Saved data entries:
------------------------------------

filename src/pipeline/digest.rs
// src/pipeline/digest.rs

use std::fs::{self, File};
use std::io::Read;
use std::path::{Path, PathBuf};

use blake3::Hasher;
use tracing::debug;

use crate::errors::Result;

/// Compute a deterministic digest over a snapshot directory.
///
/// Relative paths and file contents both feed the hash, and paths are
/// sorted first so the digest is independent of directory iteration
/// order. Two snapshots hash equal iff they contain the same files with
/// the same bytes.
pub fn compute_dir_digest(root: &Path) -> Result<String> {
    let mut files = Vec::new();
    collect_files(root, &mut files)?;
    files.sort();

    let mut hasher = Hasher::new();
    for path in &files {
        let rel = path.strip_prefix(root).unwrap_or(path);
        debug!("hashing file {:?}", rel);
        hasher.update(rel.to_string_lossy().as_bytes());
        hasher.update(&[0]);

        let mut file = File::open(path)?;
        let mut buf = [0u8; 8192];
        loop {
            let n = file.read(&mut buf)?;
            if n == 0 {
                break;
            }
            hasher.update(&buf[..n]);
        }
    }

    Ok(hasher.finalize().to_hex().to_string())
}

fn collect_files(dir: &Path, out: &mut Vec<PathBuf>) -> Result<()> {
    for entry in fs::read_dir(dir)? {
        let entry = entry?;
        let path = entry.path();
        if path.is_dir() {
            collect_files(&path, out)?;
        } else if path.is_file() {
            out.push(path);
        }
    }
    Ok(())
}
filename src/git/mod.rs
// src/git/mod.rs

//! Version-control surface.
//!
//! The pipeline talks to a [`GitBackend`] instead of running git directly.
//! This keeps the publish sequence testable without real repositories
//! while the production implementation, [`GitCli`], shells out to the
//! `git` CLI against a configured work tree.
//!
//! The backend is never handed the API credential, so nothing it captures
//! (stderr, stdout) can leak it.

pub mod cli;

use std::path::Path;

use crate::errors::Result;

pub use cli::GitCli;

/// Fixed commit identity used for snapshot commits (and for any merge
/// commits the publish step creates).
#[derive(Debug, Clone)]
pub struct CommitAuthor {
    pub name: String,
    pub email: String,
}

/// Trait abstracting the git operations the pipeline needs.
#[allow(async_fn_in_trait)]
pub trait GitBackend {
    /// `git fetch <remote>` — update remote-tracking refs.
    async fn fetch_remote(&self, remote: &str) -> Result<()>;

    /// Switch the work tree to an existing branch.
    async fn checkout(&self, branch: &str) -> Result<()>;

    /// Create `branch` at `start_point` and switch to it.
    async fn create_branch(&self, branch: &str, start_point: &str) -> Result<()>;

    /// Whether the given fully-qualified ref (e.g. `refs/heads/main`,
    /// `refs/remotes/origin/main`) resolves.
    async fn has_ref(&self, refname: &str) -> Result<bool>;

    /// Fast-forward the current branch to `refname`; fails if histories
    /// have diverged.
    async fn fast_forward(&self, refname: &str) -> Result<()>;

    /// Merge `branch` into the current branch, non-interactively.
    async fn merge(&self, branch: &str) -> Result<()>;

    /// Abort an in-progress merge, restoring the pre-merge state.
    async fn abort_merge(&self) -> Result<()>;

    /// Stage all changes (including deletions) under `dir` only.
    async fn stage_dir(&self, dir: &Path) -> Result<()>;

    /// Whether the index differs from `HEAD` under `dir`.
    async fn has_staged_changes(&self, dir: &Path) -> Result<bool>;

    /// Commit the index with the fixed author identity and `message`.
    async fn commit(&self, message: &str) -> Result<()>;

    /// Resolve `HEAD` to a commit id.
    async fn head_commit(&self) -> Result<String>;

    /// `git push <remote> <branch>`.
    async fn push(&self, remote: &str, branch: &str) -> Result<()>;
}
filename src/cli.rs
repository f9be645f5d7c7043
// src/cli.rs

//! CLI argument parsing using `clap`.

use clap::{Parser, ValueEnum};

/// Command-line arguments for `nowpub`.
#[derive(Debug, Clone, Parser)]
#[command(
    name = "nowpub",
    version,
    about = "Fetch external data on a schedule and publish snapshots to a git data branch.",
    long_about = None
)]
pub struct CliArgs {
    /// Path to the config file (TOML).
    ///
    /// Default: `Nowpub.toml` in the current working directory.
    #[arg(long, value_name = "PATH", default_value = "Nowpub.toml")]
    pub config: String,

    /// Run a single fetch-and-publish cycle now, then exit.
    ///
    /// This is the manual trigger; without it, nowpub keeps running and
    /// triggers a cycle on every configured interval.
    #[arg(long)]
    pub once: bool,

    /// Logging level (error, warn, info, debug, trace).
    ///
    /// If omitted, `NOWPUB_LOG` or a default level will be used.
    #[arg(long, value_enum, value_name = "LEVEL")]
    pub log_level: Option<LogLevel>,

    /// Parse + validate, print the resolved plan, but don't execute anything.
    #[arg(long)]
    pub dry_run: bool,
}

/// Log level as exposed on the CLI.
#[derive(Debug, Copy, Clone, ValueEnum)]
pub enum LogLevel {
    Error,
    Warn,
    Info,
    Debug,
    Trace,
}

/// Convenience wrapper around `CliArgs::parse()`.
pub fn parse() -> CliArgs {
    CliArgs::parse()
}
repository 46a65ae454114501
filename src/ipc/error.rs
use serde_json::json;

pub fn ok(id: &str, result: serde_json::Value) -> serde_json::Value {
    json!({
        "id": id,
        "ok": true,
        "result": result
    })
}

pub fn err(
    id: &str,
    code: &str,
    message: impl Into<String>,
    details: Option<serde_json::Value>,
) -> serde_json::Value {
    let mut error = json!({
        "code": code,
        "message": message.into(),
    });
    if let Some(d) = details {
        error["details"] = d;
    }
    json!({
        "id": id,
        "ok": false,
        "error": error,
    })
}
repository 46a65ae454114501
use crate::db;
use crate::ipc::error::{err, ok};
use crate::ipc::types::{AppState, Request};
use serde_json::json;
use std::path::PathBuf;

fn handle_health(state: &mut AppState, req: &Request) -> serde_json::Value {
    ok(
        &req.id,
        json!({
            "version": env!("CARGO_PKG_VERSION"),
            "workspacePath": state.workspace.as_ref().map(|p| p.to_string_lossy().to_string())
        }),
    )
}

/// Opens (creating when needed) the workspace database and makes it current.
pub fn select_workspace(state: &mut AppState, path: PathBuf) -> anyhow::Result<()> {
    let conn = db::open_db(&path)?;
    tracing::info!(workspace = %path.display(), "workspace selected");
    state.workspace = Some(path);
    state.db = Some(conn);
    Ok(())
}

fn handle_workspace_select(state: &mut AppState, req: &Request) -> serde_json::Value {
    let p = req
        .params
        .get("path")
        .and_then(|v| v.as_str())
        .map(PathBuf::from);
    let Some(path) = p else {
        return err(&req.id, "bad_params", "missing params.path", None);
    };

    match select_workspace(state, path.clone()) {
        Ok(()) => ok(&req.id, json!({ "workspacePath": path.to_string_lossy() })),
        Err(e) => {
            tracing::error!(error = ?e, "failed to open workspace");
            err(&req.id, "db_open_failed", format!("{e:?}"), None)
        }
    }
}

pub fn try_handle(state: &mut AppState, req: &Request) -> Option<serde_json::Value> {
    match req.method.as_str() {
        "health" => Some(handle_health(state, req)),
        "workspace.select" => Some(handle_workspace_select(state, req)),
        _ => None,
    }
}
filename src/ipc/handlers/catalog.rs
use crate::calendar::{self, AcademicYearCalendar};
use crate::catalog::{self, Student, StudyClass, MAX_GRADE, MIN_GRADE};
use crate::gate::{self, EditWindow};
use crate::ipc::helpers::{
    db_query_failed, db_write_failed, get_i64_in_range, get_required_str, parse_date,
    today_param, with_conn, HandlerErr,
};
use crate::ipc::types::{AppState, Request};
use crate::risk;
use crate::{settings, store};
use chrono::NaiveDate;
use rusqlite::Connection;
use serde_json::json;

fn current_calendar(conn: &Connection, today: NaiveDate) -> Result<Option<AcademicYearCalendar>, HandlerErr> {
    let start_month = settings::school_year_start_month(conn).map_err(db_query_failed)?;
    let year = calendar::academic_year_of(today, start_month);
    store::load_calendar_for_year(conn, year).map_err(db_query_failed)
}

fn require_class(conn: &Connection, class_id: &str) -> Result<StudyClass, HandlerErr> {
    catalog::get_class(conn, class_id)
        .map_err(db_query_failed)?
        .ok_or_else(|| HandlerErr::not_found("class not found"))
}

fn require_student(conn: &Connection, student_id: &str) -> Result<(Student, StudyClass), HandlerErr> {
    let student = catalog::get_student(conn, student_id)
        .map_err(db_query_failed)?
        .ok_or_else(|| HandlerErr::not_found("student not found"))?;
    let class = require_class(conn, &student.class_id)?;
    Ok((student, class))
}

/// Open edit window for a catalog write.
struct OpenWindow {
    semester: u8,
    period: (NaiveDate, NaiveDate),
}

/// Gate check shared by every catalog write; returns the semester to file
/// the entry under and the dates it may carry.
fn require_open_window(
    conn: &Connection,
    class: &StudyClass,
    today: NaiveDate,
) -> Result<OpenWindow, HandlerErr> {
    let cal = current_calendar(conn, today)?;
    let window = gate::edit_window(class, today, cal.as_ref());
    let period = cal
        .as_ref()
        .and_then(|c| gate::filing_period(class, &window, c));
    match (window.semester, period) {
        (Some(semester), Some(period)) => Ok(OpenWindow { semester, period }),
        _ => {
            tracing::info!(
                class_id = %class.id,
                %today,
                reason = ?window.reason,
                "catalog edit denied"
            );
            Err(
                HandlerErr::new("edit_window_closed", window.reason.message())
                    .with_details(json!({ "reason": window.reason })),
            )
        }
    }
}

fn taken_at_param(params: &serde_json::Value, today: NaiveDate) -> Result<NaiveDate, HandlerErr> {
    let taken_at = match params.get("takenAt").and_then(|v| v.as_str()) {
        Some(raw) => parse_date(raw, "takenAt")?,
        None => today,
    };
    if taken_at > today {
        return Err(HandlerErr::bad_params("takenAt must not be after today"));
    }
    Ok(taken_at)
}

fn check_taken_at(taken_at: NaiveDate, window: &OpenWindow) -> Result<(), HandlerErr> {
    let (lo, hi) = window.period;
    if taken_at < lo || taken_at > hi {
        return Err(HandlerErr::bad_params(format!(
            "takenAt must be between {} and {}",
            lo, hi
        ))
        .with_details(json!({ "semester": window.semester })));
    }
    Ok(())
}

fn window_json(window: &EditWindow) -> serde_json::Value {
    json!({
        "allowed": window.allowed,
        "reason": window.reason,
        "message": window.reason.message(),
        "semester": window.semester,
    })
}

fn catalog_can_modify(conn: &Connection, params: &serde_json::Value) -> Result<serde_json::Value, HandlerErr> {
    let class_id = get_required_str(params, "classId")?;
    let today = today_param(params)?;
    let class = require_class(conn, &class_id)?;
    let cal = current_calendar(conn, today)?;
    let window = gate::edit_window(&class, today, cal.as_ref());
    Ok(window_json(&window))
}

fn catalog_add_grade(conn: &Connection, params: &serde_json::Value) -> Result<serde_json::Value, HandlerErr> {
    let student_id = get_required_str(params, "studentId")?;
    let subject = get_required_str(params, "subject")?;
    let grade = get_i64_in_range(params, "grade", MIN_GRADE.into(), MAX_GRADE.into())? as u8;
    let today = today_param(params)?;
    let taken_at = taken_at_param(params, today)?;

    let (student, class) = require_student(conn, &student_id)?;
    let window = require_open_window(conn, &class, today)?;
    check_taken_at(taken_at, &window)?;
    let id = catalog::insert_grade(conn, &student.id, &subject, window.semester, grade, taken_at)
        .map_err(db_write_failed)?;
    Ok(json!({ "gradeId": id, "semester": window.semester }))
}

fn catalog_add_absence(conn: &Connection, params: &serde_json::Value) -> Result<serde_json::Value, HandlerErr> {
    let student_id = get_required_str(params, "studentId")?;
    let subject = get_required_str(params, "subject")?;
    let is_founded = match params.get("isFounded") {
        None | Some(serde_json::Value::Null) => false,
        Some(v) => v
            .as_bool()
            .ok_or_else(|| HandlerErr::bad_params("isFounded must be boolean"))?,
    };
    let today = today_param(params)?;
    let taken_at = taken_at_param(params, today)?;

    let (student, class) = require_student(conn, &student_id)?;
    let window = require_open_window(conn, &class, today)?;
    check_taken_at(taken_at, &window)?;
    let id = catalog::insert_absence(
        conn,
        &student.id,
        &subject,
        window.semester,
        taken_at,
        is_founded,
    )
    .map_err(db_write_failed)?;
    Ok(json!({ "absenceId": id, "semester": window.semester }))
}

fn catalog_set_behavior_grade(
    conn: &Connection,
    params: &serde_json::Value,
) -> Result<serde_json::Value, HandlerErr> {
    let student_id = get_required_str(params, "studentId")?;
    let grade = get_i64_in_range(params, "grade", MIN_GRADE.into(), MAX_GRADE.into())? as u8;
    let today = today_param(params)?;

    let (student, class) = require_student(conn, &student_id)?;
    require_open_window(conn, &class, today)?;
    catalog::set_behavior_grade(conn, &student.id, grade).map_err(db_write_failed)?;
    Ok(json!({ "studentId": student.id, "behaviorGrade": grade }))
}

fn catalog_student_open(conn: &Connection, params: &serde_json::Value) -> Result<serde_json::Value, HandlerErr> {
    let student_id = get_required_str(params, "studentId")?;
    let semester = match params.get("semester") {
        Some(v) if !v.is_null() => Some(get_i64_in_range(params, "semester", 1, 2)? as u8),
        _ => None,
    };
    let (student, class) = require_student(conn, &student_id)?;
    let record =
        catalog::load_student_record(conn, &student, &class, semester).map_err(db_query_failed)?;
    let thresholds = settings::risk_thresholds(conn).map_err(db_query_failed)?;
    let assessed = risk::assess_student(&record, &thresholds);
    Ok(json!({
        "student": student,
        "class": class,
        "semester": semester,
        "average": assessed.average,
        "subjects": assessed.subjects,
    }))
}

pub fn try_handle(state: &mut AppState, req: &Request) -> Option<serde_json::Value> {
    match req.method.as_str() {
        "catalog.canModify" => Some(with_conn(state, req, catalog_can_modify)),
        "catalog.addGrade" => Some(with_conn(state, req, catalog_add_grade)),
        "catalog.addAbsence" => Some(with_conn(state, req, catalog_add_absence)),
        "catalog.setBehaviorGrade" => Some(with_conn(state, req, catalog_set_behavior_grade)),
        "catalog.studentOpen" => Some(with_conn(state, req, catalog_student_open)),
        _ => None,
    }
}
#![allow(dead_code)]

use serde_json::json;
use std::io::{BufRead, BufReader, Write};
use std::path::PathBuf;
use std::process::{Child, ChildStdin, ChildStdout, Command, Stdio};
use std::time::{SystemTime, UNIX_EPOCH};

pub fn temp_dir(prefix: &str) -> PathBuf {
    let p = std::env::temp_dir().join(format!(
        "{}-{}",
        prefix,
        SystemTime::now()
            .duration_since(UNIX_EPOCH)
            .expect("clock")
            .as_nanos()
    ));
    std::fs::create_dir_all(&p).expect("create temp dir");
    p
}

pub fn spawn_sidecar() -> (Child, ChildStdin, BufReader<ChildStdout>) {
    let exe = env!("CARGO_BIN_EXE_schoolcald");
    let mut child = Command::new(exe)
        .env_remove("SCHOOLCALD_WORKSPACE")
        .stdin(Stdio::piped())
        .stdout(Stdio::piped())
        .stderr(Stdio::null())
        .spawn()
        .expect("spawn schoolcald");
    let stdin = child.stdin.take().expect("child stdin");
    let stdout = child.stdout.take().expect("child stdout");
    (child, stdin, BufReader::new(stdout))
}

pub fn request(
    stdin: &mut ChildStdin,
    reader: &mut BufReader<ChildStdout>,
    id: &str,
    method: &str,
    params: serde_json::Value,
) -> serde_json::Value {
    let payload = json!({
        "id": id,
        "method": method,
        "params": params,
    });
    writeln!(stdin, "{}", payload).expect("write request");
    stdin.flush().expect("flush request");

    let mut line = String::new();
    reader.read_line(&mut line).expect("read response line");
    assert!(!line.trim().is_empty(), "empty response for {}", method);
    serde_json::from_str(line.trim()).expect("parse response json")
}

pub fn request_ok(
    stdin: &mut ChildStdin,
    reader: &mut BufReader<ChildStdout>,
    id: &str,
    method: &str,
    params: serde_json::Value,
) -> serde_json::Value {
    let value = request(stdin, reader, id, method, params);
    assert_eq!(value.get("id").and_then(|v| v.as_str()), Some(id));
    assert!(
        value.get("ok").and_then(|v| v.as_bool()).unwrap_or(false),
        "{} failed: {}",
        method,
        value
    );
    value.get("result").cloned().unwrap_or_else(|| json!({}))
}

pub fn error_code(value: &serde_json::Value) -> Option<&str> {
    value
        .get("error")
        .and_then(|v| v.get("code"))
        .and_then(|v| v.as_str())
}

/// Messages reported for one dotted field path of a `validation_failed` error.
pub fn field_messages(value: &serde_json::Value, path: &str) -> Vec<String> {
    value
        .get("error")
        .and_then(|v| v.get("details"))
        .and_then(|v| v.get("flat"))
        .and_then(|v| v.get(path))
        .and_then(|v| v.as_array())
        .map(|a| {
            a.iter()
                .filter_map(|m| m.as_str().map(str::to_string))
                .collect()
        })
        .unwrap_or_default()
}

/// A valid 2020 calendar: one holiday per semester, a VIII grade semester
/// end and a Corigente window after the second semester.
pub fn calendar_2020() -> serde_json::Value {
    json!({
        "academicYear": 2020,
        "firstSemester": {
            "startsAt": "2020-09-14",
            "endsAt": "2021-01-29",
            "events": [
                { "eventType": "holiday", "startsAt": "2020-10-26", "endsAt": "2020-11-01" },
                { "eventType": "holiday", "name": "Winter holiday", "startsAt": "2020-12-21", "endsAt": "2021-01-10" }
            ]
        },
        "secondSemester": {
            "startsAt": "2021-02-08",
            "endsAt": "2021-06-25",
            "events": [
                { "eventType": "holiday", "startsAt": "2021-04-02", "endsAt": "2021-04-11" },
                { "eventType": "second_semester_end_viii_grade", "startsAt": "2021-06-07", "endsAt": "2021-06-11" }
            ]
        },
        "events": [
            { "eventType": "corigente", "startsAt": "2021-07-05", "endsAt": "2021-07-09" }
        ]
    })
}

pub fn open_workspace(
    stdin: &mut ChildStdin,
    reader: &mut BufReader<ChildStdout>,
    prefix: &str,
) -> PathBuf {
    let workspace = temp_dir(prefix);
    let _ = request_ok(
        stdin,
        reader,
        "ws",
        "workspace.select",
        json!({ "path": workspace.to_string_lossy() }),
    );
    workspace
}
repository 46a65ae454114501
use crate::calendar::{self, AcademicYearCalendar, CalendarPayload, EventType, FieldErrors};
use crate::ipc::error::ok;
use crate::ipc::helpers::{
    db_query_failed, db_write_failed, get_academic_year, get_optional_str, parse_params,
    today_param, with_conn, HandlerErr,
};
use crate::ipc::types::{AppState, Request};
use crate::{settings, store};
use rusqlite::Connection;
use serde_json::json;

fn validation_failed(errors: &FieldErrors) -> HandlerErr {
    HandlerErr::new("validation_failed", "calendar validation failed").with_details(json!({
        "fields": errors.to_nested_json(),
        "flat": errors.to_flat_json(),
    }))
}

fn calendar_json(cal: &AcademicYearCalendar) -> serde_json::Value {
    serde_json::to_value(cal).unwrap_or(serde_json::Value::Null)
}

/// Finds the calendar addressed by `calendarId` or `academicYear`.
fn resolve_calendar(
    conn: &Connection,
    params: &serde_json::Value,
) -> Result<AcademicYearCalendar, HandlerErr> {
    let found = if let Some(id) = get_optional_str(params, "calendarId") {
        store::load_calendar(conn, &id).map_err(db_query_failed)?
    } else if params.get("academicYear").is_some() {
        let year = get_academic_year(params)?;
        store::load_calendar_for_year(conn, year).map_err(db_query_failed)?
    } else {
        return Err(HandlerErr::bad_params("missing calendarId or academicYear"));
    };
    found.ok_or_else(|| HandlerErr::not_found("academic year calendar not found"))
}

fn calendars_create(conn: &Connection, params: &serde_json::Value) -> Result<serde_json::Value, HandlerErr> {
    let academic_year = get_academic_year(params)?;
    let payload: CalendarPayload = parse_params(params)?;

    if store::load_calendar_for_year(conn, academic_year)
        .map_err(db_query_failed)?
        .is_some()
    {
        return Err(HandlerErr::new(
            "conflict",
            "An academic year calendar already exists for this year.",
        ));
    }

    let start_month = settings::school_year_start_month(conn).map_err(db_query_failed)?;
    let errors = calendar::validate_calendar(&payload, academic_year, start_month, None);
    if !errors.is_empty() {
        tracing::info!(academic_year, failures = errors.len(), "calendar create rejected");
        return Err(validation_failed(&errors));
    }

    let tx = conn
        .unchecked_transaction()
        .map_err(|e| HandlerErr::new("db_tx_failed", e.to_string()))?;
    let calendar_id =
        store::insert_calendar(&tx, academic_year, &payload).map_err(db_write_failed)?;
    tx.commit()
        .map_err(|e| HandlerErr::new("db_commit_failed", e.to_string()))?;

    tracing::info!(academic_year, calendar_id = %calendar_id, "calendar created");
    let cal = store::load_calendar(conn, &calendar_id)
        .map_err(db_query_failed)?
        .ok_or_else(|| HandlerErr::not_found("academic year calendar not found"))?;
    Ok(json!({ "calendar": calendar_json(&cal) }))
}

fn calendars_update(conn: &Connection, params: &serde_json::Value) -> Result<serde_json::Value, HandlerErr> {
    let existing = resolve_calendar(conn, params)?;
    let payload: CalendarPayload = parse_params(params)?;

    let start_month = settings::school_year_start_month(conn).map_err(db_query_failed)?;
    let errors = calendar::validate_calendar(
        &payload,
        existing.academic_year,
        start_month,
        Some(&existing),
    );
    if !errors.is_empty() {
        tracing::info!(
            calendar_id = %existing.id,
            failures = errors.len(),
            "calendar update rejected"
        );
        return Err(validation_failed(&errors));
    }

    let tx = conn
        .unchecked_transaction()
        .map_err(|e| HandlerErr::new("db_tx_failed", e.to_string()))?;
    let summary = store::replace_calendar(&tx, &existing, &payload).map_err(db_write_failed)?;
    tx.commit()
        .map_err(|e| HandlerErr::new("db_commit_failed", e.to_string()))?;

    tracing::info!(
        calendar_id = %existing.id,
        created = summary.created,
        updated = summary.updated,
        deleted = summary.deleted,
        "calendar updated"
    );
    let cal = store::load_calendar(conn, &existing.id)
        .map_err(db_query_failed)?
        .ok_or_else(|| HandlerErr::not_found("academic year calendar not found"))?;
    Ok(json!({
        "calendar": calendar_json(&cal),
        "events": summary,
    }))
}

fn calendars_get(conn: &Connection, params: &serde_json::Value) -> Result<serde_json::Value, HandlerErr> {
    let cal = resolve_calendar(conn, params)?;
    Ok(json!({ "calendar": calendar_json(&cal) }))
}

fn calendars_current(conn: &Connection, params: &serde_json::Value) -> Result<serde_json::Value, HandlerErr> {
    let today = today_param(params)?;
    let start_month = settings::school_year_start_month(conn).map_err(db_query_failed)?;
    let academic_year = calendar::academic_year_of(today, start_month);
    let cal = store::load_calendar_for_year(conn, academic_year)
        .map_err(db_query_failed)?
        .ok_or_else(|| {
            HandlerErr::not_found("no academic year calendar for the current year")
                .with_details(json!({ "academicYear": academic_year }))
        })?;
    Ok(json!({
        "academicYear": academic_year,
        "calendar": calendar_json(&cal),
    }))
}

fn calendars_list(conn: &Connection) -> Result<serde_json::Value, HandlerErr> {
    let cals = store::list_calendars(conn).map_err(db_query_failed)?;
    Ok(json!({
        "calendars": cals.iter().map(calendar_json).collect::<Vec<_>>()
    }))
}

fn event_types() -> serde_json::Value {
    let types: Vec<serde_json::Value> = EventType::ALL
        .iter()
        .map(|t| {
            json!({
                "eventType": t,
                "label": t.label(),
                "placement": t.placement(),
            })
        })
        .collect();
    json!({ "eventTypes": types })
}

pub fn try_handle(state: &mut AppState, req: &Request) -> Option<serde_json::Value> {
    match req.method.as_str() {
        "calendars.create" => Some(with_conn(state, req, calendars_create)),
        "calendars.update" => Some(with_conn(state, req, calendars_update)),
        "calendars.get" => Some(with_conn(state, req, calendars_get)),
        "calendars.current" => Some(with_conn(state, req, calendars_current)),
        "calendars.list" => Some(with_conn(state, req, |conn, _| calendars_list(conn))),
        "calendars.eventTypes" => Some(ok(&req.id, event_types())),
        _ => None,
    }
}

------------------------------------

**About this task:** Find the word "identity" in the entries above. Copy every line that has it.

**Problem solution:**
/// Fixed commit identity used for snapshot commits (and for any merge
    /// Commit the index with the fixed author identity and `message`.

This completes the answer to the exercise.